- [WORK REQUIRED]
Your answer should be a single number: the count of lines in the listing that contain "tracing".

- [MATERIAL PROVIDED]
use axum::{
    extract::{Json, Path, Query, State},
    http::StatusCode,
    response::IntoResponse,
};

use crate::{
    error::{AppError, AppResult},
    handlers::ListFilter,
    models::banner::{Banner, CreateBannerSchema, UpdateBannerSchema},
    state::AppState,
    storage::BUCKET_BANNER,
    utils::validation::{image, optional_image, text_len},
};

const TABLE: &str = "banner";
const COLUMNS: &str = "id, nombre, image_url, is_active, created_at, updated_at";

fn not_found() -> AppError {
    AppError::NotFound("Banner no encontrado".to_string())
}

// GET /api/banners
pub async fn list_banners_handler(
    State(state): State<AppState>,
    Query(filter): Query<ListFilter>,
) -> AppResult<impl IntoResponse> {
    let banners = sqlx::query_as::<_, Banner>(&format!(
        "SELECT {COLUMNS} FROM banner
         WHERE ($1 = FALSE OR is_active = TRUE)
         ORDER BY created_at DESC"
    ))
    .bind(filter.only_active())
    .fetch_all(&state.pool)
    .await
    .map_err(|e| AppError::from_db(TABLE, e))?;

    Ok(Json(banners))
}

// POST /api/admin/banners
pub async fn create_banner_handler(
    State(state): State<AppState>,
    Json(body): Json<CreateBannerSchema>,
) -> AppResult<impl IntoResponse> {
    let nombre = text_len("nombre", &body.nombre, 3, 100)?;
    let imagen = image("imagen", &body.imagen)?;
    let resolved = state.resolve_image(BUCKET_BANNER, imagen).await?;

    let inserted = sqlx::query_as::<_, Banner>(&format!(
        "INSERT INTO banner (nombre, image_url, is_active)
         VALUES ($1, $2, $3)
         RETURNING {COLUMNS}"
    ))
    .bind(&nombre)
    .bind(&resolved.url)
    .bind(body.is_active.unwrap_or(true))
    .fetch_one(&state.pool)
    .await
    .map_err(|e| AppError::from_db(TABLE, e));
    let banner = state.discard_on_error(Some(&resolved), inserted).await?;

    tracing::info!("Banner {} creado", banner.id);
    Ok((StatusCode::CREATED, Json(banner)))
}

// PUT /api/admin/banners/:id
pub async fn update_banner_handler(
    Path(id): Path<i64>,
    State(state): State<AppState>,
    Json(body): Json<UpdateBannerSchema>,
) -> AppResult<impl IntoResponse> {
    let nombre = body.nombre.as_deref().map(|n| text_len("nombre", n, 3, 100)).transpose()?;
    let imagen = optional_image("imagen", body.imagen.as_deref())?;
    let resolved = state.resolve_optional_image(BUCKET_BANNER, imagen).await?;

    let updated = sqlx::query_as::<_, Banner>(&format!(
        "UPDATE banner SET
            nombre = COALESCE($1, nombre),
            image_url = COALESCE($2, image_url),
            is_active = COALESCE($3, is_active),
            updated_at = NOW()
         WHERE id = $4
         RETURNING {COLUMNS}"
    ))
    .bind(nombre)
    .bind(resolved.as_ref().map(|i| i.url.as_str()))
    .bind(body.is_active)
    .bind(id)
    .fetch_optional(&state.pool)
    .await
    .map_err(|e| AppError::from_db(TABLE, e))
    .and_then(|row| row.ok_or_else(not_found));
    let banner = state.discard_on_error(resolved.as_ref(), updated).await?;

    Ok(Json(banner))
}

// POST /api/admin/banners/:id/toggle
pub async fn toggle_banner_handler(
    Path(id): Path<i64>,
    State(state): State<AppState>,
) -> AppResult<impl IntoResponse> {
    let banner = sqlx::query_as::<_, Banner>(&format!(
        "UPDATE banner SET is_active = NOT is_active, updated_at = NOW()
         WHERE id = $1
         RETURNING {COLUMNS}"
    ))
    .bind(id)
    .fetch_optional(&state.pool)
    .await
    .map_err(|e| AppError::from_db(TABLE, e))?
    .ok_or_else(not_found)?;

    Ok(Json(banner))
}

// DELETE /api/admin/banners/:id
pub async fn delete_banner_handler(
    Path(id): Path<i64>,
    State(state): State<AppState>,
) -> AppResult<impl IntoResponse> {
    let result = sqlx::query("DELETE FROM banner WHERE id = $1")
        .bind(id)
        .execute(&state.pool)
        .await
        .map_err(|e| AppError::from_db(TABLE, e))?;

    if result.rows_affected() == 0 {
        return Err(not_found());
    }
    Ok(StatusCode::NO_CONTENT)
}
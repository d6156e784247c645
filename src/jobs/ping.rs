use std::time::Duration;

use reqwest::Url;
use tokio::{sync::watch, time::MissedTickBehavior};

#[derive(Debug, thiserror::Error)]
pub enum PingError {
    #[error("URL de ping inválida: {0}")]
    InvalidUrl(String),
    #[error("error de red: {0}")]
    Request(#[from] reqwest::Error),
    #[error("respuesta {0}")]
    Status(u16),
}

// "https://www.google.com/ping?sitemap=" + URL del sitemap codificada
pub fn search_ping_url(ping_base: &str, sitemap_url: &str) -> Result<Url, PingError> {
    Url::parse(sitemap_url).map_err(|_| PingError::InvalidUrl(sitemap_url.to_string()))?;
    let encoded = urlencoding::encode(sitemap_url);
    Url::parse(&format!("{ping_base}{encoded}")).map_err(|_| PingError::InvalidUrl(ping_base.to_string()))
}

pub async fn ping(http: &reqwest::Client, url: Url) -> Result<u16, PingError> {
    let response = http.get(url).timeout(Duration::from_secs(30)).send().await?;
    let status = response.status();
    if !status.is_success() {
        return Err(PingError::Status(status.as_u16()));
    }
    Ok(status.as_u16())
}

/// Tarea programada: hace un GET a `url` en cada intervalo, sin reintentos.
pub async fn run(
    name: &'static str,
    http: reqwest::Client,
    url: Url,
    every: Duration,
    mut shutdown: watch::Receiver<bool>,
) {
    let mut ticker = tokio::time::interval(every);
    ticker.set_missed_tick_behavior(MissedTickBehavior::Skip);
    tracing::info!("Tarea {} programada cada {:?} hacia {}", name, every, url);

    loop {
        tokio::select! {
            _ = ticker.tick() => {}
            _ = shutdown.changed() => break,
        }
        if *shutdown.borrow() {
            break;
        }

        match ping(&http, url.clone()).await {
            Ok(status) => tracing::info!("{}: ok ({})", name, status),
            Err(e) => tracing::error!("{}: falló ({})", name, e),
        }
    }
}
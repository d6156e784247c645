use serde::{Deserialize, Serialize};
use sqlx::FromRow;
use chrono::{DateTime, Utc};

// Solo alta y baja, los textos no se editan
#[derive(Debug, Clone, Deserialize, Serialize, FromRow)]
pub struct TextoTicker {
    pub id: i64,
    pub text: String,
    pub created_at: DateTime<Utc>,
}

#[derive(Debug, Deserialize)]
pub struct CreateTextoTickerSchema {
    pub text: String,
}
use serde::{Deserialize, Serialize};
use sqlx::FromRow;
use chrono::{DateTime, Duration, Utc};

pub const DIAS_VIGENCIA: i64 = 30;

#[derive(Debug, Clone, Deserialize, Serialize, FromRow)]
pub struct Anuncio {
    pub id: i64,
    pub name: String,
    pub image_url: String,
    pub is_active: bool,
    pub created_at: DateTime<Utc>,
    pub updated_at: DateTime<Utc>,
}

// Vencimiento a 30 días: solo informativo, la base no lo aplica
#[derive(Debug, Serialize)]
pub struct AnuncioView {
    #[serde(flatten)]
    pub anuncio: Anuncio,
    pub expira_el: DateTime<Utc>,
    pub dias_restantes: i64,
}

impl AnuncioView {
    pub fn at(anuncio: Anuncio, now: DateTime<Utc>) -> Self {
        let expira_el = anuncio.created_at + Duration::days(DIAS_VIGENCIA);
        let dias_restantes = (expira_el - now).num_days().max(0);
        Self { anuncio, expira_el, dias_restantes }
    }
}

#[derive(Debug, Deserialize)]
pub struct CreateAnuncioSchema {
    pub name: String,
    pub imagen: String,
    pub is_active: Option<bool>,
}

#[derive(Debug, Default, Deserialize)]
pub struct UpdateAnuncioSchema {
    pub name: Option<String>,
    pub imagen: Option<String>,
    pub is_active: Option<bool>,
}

- [SOLUTION TO THIS TASK]
4